(Beginning of Information)

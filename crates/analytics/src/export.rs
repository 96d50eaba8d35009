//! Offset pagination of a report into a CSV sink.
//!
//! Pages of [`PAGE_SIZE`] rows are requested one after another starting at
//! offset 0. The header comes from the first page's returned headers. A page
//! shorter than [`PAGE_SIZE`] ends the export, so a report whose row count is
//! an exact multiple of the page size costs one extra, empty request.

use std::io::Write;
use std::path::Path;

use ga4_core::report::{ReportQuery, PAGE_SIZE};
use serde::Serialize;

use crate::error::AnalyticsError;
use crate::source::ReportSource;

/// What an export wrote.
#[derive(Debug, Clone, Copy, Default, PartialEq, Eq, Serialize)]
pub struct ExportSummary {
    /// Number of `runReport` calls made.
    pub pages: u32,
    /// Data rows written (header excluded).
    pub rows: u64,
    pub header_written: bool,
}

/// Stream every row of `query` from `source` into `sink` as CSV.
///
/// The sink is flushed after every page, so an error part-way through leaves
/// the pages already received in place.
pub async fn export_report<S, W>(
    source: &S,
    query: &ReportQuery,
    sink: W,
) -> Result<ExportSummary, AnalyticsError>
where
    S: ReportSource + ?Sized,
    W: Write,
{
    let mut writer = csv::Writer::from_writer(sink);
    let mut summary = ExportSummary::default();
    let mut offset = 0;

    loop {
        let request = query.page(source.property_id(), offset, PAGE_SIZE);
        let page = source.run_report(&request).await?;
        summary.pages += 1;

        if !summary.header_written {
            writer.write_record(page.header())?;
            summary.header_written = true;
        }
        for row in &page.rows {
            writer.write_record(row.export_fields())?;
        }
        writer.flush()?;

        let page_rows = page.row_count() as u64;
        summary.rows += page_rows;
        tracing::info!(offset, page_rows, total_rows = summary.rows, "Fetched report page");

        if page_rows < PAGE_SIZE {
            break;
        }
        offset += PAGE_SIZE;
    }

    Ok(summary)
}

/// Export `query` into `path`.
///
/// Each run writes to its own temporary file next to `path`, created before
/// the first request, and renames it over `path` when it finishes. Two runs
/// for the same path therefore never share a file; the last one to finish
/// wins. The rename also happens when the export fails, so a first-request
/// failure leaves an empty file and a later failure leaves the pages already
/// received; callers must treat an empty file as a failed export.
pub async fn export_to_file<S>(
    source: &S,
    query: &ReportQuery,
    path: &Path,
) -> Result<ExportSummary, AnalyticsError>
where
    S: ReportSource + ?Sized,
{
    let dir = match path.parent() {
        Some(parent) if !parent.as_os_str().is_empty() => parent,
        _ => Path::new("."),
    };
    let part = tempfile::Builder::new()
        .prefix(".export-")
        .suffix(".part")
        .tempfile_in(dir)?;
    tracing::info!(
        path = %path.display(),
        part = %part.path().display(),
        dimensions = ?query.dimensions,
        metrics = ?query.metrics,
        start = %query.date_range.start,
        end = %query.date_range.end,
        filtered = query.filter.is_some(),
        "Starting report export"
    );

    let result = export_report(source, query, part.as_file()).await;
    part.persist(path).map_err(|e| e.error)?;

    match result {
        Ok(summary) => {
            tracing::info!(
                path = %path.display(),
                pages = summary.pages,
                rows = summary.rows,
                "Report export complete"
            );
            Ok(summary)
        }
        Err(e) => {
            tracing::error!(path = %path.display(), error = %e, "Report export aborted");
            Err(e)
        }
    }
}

(End of Information)
(Beginning of Information)

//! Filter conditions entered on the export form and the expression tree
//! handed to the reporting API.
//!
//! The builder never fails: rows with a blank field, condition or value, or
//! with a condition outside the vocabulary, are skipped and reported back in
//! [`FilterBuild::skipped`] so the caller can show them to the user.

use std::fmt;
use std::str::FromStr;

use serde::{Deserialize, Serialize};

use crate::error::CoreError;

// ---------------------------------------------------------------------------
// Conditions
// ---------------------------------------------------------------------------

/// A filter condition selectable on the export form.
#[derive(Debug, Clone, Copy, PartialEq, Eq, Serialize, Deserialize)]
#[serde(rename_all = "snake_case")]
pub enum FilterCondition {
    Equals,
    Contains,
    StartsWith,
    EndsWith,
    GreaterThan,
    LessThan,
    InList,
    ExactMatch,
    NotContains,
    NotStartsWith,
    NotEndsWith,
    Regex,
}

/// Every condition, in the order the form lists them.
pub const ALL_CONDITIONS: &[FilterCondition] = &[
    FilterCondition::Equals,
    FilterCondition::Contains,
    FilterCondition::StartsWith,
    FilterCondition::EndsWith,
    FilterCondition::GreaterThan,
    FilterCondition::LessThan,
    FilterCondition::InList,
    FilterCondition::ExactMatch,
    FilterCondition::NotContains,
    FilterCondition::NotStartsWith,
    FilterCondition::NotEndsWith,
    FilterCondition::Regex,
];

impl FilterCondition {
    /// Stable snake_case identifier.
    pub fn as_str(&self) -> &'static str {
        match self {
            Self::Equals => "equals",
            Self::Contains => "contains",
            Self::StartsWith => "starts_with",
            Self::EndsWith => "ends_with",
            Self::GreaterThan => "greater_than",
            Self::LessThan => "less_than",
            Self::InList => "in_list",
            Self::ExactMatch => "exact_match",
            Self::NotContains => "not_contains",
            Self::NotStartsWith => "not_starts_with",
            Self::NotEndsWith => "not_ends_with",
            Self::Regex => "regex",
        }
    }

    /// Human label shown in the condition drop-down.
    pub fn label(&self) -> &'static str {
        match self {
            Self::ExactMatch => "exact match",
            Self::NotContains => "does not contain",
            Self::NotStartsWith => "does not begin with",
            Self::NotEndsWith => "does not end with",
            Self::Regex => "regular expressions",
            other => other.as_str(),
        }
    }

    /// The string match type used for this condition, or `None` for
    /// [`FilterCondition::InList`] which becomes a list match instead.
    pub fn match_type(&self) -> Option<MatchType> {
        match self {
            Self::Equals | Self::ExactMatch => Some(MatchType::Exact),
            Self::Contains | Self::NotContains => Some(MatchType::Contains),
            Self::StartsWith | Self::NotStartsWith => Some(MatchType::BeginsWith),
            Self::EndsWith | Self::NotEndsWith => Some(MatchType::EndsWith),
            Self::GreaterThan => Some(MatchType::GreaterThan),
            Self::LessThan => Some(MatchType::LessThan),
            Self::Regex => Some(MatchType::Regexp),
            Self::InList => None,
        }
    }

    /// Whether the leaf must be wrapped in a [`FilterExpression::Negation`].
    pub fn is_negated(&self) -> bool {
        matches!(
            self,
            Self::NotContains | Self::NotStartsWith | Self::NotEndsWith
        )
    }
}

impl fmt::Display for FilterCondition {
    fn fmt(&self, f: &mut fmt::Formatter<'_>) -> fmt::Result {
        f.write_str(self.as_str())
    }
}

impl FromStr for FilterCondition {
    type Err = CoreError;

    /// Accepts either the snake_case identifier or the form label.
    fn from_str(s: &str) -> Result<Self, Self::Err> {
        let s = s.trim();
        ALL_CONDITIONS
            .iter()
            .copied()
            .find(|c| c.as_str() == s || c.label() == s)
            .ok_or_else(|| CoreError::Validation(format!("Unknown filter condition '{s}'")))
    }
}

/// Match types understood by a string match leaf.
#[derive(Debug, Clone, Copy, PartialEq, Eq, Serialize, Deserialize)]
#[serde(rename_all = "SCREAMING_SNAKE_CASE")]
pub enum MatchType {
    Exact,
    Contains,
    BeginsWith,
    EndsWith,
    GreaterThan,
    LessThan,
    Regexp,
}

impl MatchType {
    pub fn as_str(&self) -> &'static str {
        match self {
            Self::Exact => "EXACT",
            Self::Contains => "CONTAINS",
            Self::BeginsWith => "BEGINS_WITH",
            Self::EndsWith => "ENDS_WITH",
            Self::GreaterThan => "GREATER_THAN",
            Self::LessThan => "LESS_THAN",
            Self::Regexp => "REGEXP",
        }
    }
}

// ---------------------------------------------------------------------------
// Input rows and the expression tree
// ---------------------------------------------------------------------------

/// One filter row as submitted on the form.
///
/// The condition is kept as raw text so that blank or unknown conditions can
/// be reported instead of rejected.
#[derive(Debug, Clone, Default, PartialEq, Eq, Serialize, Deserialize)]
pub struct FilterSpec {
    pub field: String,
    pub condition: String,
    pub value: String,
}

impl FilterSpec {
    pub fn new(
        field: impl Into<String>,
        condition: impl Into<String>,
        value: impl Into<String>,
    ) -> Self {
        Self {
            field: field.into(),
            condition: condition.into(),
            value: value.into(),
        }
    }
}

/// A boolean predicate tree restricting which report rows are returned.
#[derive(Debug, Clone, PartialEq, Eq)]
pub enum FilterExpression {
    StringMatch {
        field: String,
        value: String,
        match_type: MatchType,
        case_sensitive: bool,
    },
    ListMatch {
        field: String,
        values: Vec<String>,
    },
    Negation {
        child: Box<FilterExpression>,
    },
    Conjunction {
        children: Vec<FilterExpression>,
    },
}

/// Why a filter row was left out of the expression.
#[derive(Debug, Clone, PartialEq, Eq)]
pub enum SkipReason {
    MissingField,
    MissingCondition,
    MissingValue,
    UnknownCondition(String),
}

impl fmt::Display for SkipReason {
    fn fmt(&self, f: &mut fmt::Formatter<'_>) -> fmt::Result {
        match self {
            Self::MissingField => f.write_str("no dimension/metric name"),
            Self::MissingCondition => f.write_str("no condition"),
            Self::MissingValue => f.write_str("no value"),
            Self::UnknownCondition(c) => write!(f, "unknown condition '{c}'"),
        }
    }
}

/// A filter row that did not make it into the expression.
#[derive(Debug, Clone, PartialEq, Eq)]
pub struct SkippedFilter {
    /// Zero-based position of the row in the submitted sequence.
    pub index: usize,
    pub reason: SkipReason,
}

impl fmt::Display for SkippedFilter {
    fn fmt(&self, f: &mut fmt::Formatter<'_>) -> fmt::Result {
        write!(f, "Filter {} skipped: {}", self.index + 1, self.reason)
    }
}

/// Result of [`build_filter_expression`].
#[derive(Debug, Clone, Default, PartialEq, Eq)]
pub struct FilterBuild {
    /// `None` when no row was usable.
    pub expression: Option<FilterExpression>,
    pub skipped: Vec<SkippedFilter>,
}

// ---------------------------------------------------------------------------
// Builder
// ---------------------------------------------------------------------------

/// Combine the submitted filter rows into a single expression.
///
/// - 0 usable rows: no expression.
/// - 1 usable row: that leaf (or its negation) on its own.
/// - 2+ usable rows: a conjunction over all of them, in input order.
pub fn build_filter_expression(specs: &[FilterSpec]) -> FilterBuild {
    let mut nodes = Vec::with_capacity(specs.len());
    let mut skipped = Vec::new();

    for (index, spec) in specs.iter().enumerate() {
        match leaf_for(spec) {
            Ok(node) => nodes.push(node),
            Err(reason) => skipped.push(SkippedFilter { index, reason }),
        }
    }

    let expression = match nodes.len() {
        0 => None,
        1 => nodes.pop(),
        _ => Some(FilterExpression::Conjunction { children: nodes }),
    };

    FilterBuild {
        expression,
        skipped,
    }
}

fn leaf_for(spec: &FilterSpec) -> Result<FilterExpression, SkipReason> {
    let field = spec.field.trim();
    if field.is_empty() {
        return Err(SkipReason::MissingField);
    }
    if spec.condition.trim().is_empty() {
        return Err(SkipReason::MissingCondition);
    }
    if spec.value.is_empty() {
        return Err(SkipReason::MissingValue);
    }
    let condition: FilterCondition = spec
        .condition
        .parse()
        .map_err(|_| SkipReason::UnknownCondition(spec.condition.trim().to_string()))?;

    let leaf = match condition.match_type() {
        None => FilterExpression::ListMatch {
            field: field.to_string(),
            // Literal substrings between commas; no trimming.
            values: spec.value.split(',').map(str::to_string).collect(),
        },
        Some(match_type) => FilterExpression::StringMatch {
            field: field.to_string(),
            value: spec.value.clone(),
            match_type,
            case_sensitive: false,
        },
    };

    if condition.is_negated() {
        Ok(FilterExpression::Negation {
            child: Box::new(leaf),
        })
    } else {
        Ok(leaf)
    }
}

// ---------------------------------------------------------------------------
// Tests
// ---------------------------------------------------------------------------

(End of Information)
(Beginning of Information)

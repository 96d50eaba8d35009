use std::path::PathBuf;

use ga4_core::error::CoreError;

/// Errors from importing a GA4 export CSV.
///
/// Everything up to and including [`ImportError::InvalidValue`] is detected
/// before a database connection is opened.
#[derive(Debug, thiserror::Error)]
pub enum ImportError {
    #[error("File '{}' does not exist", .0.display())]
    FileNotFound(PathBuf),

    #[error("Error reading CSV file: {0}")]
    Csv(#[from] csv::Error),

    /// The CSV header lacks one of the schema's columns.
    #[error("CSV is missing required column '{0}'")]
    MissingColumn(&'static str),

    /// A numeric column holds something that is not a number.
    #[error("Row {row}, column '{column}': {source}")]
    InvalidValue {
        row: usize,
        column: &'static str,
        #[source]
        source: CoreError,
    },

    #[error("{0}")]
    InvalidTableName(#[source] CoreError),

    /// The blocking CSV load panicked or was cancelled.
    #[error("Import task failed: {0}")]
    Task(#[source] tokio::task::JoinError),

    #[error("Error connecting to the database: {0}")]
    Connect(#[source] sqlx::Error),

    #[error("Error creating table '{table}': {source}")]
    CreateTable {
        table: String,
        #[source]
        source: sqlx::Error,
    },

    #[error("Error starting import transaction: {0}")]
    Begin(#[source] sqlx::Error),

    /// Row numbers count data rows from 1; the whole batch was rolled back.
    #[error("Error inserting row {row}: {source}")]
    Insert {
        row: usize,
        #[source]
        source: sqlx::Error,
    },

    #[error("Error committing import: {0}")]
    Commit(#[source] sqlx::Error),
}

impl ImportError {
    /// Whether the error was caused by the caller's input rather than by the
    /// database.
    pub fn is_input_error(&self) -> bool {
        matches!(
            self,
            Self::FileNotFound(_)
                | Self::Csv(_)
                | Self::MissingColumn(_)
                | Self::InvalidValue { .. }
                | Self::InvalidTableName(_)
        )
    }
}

(End of Information)

## Work order
Your reply should consist of one number: how many lines in the entries contain the string "struct".

## Solution
4